Aber du hast mich nicht verletzt. Eher hat mich der Denkfehler gestört, der Äpfel und Birnen gleichsetzt. Mir ist da noch der alte Pythagoras eingefallen, das war auch so ein schlimmer Finger, der Leute umbringen ließ, nur weil sie nicht seiner Meinung waren. Sagt man, genau weiß man es nicht. Aber sein Lehrsatz ist eisern und besteht für alle Zeiten, und dafür lieben ihn die Leute (außer vielleicht die Schüler).
Für deinen Angelus-Silesius-Spruch bekommst du mein strahlendstes Lächeln!

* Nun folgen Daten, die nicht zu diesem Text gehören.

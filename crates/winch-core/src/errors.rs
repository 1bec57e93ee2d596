use std::io;
use std::path::Path;

/// Canonical result type for winch code
pub type Result<T> = std::result::Result<T, WinchError>;

/// Common error type for winch operations
#[derive(Debug, thiserror::Error)]
pub enum WinchError {
    #[error("IO error: {0}")]
    Io(#[from] io::Error),

    #[error("HTTP error: {0}")]
    Http(#[from] reqwest::Error),

    #[error("Configuration error: {0}")]
    Config(String),

    #[error("Git error: {0}")]
    Git(String),

    #[error("GitHub error: {0}")]
    GitHub(String),

    #[error("Release error: {0}")]
    Release(String),

    #[error("Pre-release error: {0}")]
    Prerelease(String),

    #[error("Lint error: {0}")]
    Lint(String),

    #[error("Reference error: {0}")]
    Refs(String),

    #[error("Invalid data: {0}")]
    InvalidData(String),

    #[error("Not found: {0}")]
    NotFound(String),
}

/// Helper to create an IO error with file path context
pub fn io_error_with_path<P: AsRef<Path>>(error: io::Error, path: P) -> io::Error {
    io::Error::new(
        error.kind(),
        format!("{}: {}", path.as_ref().display(), error),
    )
}
//! Commit counting between a release tag and HEAD.
//!
//! Two interchangeable sources implement the same capability: one backed
//! by the hosting API (sandboxed runners without a checkout) and one
//! backed by the local git executable (direct checkout access). When the
//! `since` reference does not exist — typically the first release of a
//! component — counting falls back to the repository's genesis commit,
//! inclusive of genesis itself since it has no predecessor to exclude.

use crate::errors::{Result, WinchError};
use crate::github::GithubClient;
use std::path::{Path, PathBuf};
use std::process::Command;

/// Capability for counting commits between two references.
pub trait CommitHistorySource {
    /// Number of commits separating `since_ref` (exclusive) from
    /// `until_ref` (inclusive). Falls back to a genesis-inclusive total
    /// when `since_ref` cannot be resolved.
    fn count_commits(&mut self, since_ref: &str, until_ref: &str) -> Result<u64>;

    /// Total number of commits reachable from `until_ref`, inclusive of
    /// the genesis commit.
    fn count_all(&mut self, until_ref: &str) -> Result<u64>;
}

/// History source backed by the hosting API's compare and listing calls.
pub struct RemoteHistory<'a> {
    github: &'a GithubClient,
    // Genesis resolution pages through the whole history; resolve once
    // per run and reuse.
    genesis: Option<String>,
}

impl<'a> RemoteHistory<'a> {
    pub fn new(github: &'a GithubClient) -> Self {
        Self {
            github,
            genesis: None,
        }
    }

    /// Oldest ancestor of `head`. The history listing is newest-first and
    /// paginated; with one commit per page, the genesis commit is the
    /// single entry of the last page.
    fn genesis_sha(&mut self, head: &str) -> Result<String> {
        if let Some(sha) = &self.genesis {
            return Ok(sha.clone());
        }

        let (first_page, last_page) = self.github.list_commits(head, None, 1, 1)?;
        let nodes = match last_page {
            Some(page) => self.github.list_commits(head, None, 1, page)?.0,
            None => first_page,
        };

        let sha = nodes
            .into_iter()
            .next()
            .map(|node| node.sha)
            .ok_or_else(|| WinchError::GitHub(format!("empty commit history for {head}")))?;

        self.genesis = Some(sha.clone());
        Ok(sha)
    }
}

impl CommitHistorySource for RemoteHistory<'_> {
    fn count_commits(&mut self, since_ref: &str, until_ref: &str) -> Result<u64> {
        match self.github.compare(since_ref, until_ref) {
            Ok(comparison) => Ok(comparison.ahead_by),
            Err(WinchError::NotFound(_)) => self.count_all(until_ref),
            Err(err) => Err(err),
        }
    }

    fn count_all(&mut self, until_ref: &str) -> Result<u64> {
        let genesis = self.genesis_sha(until_ref)?;
        // ahead_by excludes the base commit itself; genesis has no
        // predecessor, so count it in.
        Ok(self.github.compare(&genesis, until_ref)?.ahead_by + 1)
    }
}

/// History source backed by the local git executable.
pub struct LocalHistory {
    root: PathBuf,
    genesis: Option<String>,
}

impl LocalHistory {
    pub fn new(root: &Path) -> Self {
        Self {
            root: root.to_path_buf(),
            genesis: None,
        }
    }

    fn git(&self, args: &[&str]) -> Result<String> {
        let output = Command::new("git")
            .current_dir(&self.root)
            .args(args)
            .output()
            .map_err(WinchError::Io)?;

        if !output.status.success() {
            return Err(WinchError::Git(format!(
                "git {} failed: {}",
                args.join(" "),
                String::from_utf8_lossy(&output.stderr).trim()
            )));
        }

        Ok(String::from_utf8_lossy(&output.stdout).trim().to_string())
    }

    fn ref_exists(&self, reference: &str) -> bool {
        Command::new("git")
            .current_dir(&self.root)
            .args([
                "rev-parse",
                "--verify",
                "--quiet",
                &format!("{reference}^{{commit}}"),
            ])
            .output()
            .map(|output| output.status.success())
            .unwrap_or(false)
    }

    fn genesis_sha(&mut self, head: &str) -> Result<String> {
        if let Some(sha) = &self.genesis {
            return Ok(sha.clone());
        }

        let output = self.git(&["rev-list", "--max-parents=0", head])?;
        // rev-list prints newest first; the oldest root commit is last.
        let sha = output
            .lines()
            .last()
            .map(str::to_string)
            .ok_or_else(|| WinchError::Git(format!("no genesis commit reachable from {head}")))?;

        self.genesis = Some(sha.clone());
        Ok(sha)
    }

    fn count_range(&self, range: &str) -> Result<u64> {
        let output = self.git(&["rev-list", "--count", range])?;
        output
            .parse()
            .map_err(|_| WinchError::Git(format!("unexpected rev-list output '{output}'")))
    }
}

impl CommitHistorySource for LocalHistory {
    fn count_commits(&mut self, since_ref: &str, until_ref: &str) -> Result<u64> {
        if !self.ref_exists(since_ref) {
            return self.count_all(until_ref);
        }
        self.count_range(&format!("{since_ref}..{until_ref}"))
    }

    fn count_all(&mut self, until_ref: &str) -> Result<u64> {
        let genesis = self.genesis_sha(until_ref)?;
        Ok(self.count_range(&format!("{genesis}..{until_ref}"))? + 1)
    }
}

#[cfg(test)]
mod tests {
    use super::*;
    use tempfile::tempdir;

    fn git(root: &Path, args: &[&str]) {
        let status = Command::new("git")
            .current_dir(root)
            .args([
                "-c",
                "user.name=winch-test",
                "-c",
                "user.email=winch-test@example.com",
            ])
            .args(args)
            .status()
            .unwrap();
        assert!(status.success(), "git {args:?} failed");
    }

    fn init_repo_with_commits(root: &Path, count: usize) {
        git(root, &["init", "-q"]);
        for i in 0..count {
            git(
                root,
                &["commit", "--allow-empty", "-q", "-m", &format!("commit {i}")],
            );
        }
    }

    #[test]
    fn local_counts_commits_since_existing_tag() {
        let temp = tempdir().unwrap();
        let root = temp.path();
        init_repo_with_commits(root, 1);
        git(root, &["tag", "pkg-v1.0.0"]);
        git(root, &["commit", "--allow-empty", "-q", "-m", "commit 1"]);
        git(root, &["commit", "--allow-empty", "-q", "-m", "commit 2"]);

        let mut history = LocalHistory::new(root);
        assert_eq!(history.count_commits("pkg-v1.0.0", "HEAD").unwrap(), 2);
    }

    #[test]
    fn local_falls_back_to_genesis_when_tag_is_missing() {
        let temp = tempdir().unwrap();
        let root = temp.path();
        init_repo_with_commits(root, 3);

        let mut history = LocalHistory::new(root);
        // Genesis-inclusive: exclusive count from genesis (2) plus one.
        assert_eq!(history.count_commits("pkg-v1.0.0", "HEAD").unwrap(), 3);
    }

    #[test]
    fn local_count_all_on_single_commit_repo_is_one() {
        let temp = tempdir().unwrap();
        let root = temp.path();
        init_repo_with_commits(root, 1);

        let mut history = LocalHistory::new(root);
        assert_eq!(history.count_all("HEAD").unwrap(), 1);
    }

    #[test]
    fn local_genesis_is_cached_for_the_run() {
        let temp = tempdir().unwrap();
        let root = temp.path();
        init_repo_with_commits(root, 2);

        let mut history = LocalHistory::new(root);
        history.count_all("HEAD").unwrap();
        let cached = history.genesis.clone().unwrap();
        history.count_all("HEAD").unwrap();
        assert_eq!(history.genesis.as_deref(), Some(cached.as_str()));
    }
}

Auch dir ein schönes Wochenende.
D. -
Nachdem ich ein halbwegs gelungenes Mittagessen hatte und leicht friedlich gestimmt bin, wollte ich meiner Bemerkung über weibliche Denkungsart eigentlich hinzufügen: "was ja auch angemessen und liebenswert sein kann", aber jetzt schlucke ich das mit dem Nachtisch zusammen runter. Mit "Gender" will ich nichts zu tun haben, das riecht nach Politik und interessiert mich nicht. Deine anderen Sätze muss ich bröckchenweise genießen, das wird eine Weile dauern. Aber doch schon so viel: Mein Goethe-Beispiel ist absichtlich als Bagatelle gewählt, weil der Autor hinter seinem Werk eine Bagatelle IST, sogar wenn es um weltanschauliche Verirrungen geht.. Dass Literatursoziologen das anders sehen, ist mir schon klar. Ich will ja auch kein Kunstwerk bewerten. Ich will es erleben, ich will es lieben oder hassen und will das mitteilen. Aber ich will gewiss nicht dauernd an den Urheber erinnert werden. Das gleiche Hickhack hat es mit Knut Hamsun gegeben, einem der größten und packendsten Erzähler überhaupt, der Maßstäbe gesetzt hat. Aber sollen wir das wirklich alles aufwärmen? Die Bibliotheken sind voll davon!